(Listed records Opens)

//! Domain model for the two data documents
//!
//! These are the cleaned, validated shapes the rest of the application works
//! with. The loader owns the raw serde mirror of the JSON files and converts
//! into these types, so nothing downstream ever probes for alternate field
//! names or malformed coordinates.

use std::collections::HashMap;
use std::fmt;

use serde::{Deserialize, Serialize};

/// The fixed set of game versions the data is keyed by.
#[derive(Debug, Clone, Copy, PartialEq, Eq, Hash, Serialize, Deserialize)]
#[serde(rename_all = "lowercase")]
pub enum Version {
    Red,
    Blue,
    Yellow,
}

impl Version {
    pub const ALL: [Version; 3] = [Version::Red, Version::Blue, Version::Yellow];

    /// Key used by the JSON documents' per-version maps.
    pub fn key(&self) -> &'static str {
        match self {
            Version::Red => "red",
            Version::Blue => "blue",
            Version::Yellow => "yellow",
        }
    }

    /// Human-readable label for the version picker.
    pub fn label(&self) -> &'static str {
        match self {
            Version::Red => "Red",
            Version::Blue => "Blue",
            Version::Yellow => "Yellow",
        }
    }
}

impl fmt::Display for Version {
    fn fmt(&self, f: &mut fmt::Formatter<'_>) -> fmt::Result {
        f.write_str(self.label())
    }
}

/// Level specification for an encounter: a single level or an inclusive range.
#[derive(Debug, Clone, Copy, PartialEq, Eq, Serialize, Deserialize)]
pub enum LevelRange {
    Single(u32),
    Range(u32, u32),
}

impl LevelRange {
    /// Display text for popup and list rows ("5" or "3-7").
    pub fn display(&self) -> String {
        match self {
            LevelRange::Single(level) => format!("{}", level),
            LevelRange::Range(lo, hi) => format!("{}-{}", lo, hi),
        }
    }
}

/// The per-record fields an encounter or gift row can carry.
///
/// Every field is optional: a record-level set acts as the fallback and a
/// per-version override replaces individual fields (override wins, record
/// level is the default).
#[derive(Debug, Clone, Default, PartialEq)]
pub struct RecordFields {
    pub method: Option<String>,
    pub rate: Option<String>,
    pub levels: Option<LevelRange>,
    pub rod: Option<String>,
    pub starter: Option<bool>,
    pub gift: Option<bool>,
}

impl RecordFields {
    /// Merge an override on top of these fields, field by field.
    pub fn merged_with(&self, over: &RecordFields) -> RecordFields {
        RecordFields {
            method: over.method.clone().or_else(|| self.method.clone()),
            rate: over.rate.clone().or_else(|| self.rate.clone()),
            levels: over.levels.or(self.levels),
            rod: over.rod.clone().or_else(|| self.rod.clone()),
            starter: over.starter.or(self.starter),
            gift: over.gift.or(self.gift),
        }
    }
}

/// A validated encounter or gift record attached to a location.
///
/// `games` carries per-version overrides; when it is present, the record only
/// exists for the versions it names.
#[derive(Debug, Clone)]
pub struct Record {
    pub creature_id: String,
    pub base: RecordFields,
    pub games: Option<HashMap<String, RecordFields>>,
}

impl Record {
    /// Resolve this record for one version.
    ///
    /// Returns the merged fields, or None when the record carries a version
    /// map that omits the requested version (absent for that version).
    pub fn fields_for(&self, version: Version) -> Option<RecordFields> {
        match &self.games {
            Some(games) => games
                .get(version.key())
                .map(|over| self.base.merged_with(over)),
            None => Some(self.base.clone()),
        }
    }
}

/// A renderable map location: validated coordinates plus its encounter rows.
#[derive(Debug, Clone)]
pub struct Location {
    pub id: String,
    pub name: String,
    /// (row, col) in map-image pixel space.
    pub coordinates: [f32; 2],
    pub encounters: Vec<Record>,
    pub gifts: Vec<Record>,
}

/// An encounter row embedded on a creature's per-version metadata
/// (the legacy document shape), joined to the location table by id.
#[derive(Debug, Clone)]
pub struct EmbeddedRecord {
    pub location_id: String,
    pub fields: RecordFields,
}

/// Per-version metadata on a creature.
#[derive(Debug, Clone, Default)]
pub struct CreatureVersionMeta {
    pub obtainable: Option<bool>,
    pub starter: Option<bool>,
    pub gift: Option<bool>,
    pub locations: Vec<EmbeddedRecord>,
}

/// A creature from the metadata document.
#[derive(Debug, Clone)]
pub struct Creature {
    pub id: String,
    pub name: String,
    /// Regional dex number, the default list ordering.
    pub regional_dex: u32,
    pub types: Vec<String>,
    pub games: HashMap<String, CreatureVersionMeta>,
}

impl Creature {
    pub fn version_meta(&self, version: Version) -> Option<&CreatureVersionMeta> {
        self.games.get(version.key())
    }
}

/// The loaded, immutable aggregate of both documents.
///
/// Built once at startup; every filtering pass reads it through the id
/// indexes. An empty dataset (load failure) renders as "nothing visible".
#[derive(Debug, Clone, Default)]
pub struct Dataset {
    pub locations: Vec<Location>,
    /// Creatures in regional-dex order.
    pub creatures: Vec<Creature>,
    /// Per-version exclusion lists: creatures never obtainable in a version.
    pub exclusions: HashMap<String, Vec<String>>,
    location_index: HashMap<String, usize>,
    creature_index: HashMap<String, usize>,
}

impl Dataset {
    pub fn new(
        locations: Vec<Location>,
        mut creatures: Vec<Creature>,
        exclusions: HashMap<String, Vec<String>>,
    ) -> Self {
        creatures.sort_by_key(|c| c.regional_dex);

        let location_index = locations
            .iter()
            .enumerate()
            .map(|(i, loc)| (loc.id.clone(), i))
            .collect();
        let creature_index = creatures
            .iter()
            .enumerate()
            .map(|(i, c)| (c.id.clone(), i))
            .collect();

        Dataset {
            locations,
            creatures,
            exclusions,
            location_index,
            creature_index,
        }
    }

    pub fn location(&self, id: &str) -> Option<&Location> {
        self.location_index.get(id).map(|&i| &self.locations[i])
    }

    pub fn creature(&self, id: &str) -> Option<&Creature> {
        self.creature_index.get(id).map(|&i| &self.creatures[i])
    }

    /// Whether a version's exclusion list names this creature.
    /// A version with no list is equivalent to an empty list.
    pub fn is_excluded(&self, creature_id: &str, version: Version) -> bool {
        self.exclusions
            .get(version.key())
            .map(|ids| ids.iter().any(|id| id == creature_id))
            .unwrap_or(false)
    }
}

(Listed records Closes)

Give back each entry exactly as it was written.

Response to this exercise:
//! Domain model for the two data documents
//!
//! These are the cleaned, validated shapes the rest of the application works
//! with. The loader owns the raw serde mirror of the JSON files and converts
//! into these types, so nothing downstream ever probes for alternate field
//! names or malformed coordinates.

use std::collections::HashMap;
use std::fmt;

use serde::{Deserialize, Serialize};

/// The fixed set of game versions the data is keyed by.
#[derive(Debug, Clone, Copy, PartialEq, Eq, Hash, Serialize, Deserialize)]
#[serde(rename_all = "lowercase")]
pub enum Version {
    Red,
    Blue,
    Yellow,
}

impl Version {
    pub const ALL: [Version; 3] = [Version::Red, Version::Blue, Version::Yellow];

    /// Key used by the JSON documents' per-version maps.
    pub fn key(&self) -> &'static str {
        match self {
            Version::Red => "red",
            Version::Blue => "blue",
            Version::Yellow => "yellow",
        }
    }

    /// Human-readable label for the version picker.
    pub fn label(&self) -> &'static str {
        match self {
            Version::Red => "Red",
            Version::Blue => "Blue",
            Version::Yellow => "Yellow",
        }
    }
}

impl fmt::Display for Version {
    fn fmt(&self, f: &mut fmt::Formatter<'_>) -> fmt::Result {
        f.write_str(self.label())
    }
}

/// Level specification for an encounter: a single level or an inclusive range.
#[derive(Debug, Clone, Copy, PartialEq, Eq, Serialize, Deserialize)]
pub enum LevelRange {
    Single(u32),
    Range(u32, u32),
}

impl LevelRange {
    /// Display text for popup and list rows ("5" or "3-7").
    pub fn display(&self) -> String {
        match self {
            LevelRange::Single(level) => format!("{}", level),
            LevelRange::Range(lo, hi) => format!("{}-{}", lo, hi),
        }
    }
}

/// The per-record fields an encounter or gift row can carry.
///
/// Every field is optional: a record-level set acts as the fallback and a
/// per-version override replaces individual fields (override wins, record
/// level is the default).
#[derive(Debug, Clone, Default, PartialEq)]
pub struct RecordFields {
    pub method: Option<String>,
    pub rate: Option<String>,
    pub levels: Option<LevelRange>,
    pub rod: Option<String>,
    pub starter: Option<bool>,
    pub gift: Option<bool>,
}

impl RecordFields {
    /// Merge an override on top of these fields, field by field.
    pub fn merged_with(&self, over: &RecordFields) -> RecordFields {
        RecordFields {
            method: over.method.clone().or_else(|| self.method.clone()),
            rate: over.rate.clone().or_else(|| self.rate.clone()),
            levels: over.levels.or(self.levels),
            rod: over.rod.clone().or_else(|| self.rod.clone()),
            starter: over.starter.or(self.starter),
            gift: over.gift.or(self.gift),
        }
    }
}

/// A validated encounter or gift record attached to a location.
///
/// `games` carries per-version overrides; when it is present, the record only
/// exists for the versions it names.
#[derive(Debug, Clone)]
pub struct Record {
    pub creature_id: String,
    pub base: RecordFields,
    pub games: Option<HashMap<String, RecordFields>>,
}

impl Record {
    /// Resolve this record for one version.
    ///
    /// Returns the merged fields, or None when the record carries a version
    /// map that omits the requested version (absent for that version).
    pub fn fields_for(&self, version: Version) -> Option<RecordFields> {
        match &self.games {
            Some(games) => games
                .get(version.key())
                .map(|over| self.base.merged_with(over)),
            None => Some(self.base.clone()),
        }
    }
}

/// A renderable map location: validated coordinates plus its encounter rows.
#[derive(Debug, Clone)]
pub struct Location {
    pub id: String,
    pub name: String,
    /// (row, col) in map-image pixel space.
    pub coordinates: [f32; 2],
    pub encounters: Vec<Record>,
    pub gifts: Vec<Record>,
}

/// An encounter row embedded on a creature's per-version metadata
/// (the legacy document shape), joined to the location table by id.
#[derive(Debug, Clone)]
pub struct EmbeddedRecord {
    pub location_id: String,
    pub fields: RecordFields,
}

/// Per-version metadata on a creature.
#[derive(Debug, Clone, Default)]
pub struct CreatureVersionMeta {
    pub obtainable: Option<bool>,
    pub starter: Option<bool>,
    pub gift: Option<bool>,
    pub locations: Vec<EmbeddedRecord>,
}

/// A creature from the metadata document.
#[derive(Debug, Clone)]
pub struct Creature {
    pub id: String,
    pub name: String,
    /// Regional dex number, the default list ordering.
    pub regional_dex: u32,
    pub types: Vec<String>,
    pub games: HashMap<String, CreatureVersionMeta>,
}

impl Creature {
    pub fn version_meta(&self, version: Version) -> Option<&CreatureVersionMeta> {
        self.games.get(version.key())
    }
}

/// The loaded, immutable aggregate of both documents.
///
/// Built once at startup; every filtering pass reads it through the id
/// indexes. An empty dataset (load failure) renders as "nothing visible".
#[derive(Debug, Clone, Default)]
pub struct Dataset {
    pub locations: Vec<Location>,
    /// Creatures in regional-dex order.
    pub creatures: Vec<Creature>,
    /// Per-version exclusion lists: creatures never obtainable in a version.
    pub exclusions: HashMap<String, Vec<String>>,
    location_index: HashMap<String, usize>,
    creature_index: HashMap<String, usize>,
}

impl Dataset {
    pub fn new(
        locations: Vec<Location>,
        mut creatures: Vec<Creature>,
        exclusions: HashMap<String, Vec<String>>,
    ) -> Self {
        creatures.sort_by_key(|c| c.regional_dex);

        let location_index = locations
            .iter()
            .enumerate()
            .map(|(i, loc)| (loc.id.clone(), i))
            .collect();
        let creature_index = creatures
            .iter()
            .enumerate()
            .map(|(i, c)| (c.id.clone(), i))
            .collect();

        Dataset {
            locations,
            creatures,
            exclusions,
            location_index,
            creature_index,
        }
    }

    pub fn location(&self, id: &str) -> Option<&Location> {
        self.location_index.get(id).map(|&i| &self.locations[i])
    }

    pub fn creature(&self, id: &str) -> Option<&Creature> {
        self.creature_index.get(id).map(|&i| &self.creatures[i])
    }

    /// Whether a version's exclusion list names this creature.
    /// A version with no list is equivalent to an empty list.
    pub fn is_excluded(&self, creature_id: &str, version: Version) -> bool {
        self.exclusions
            .get(version.key())
            .map(|ids| ids.iter().any(|id| id == creature_id))
            .unwrap_or(false)
    }
}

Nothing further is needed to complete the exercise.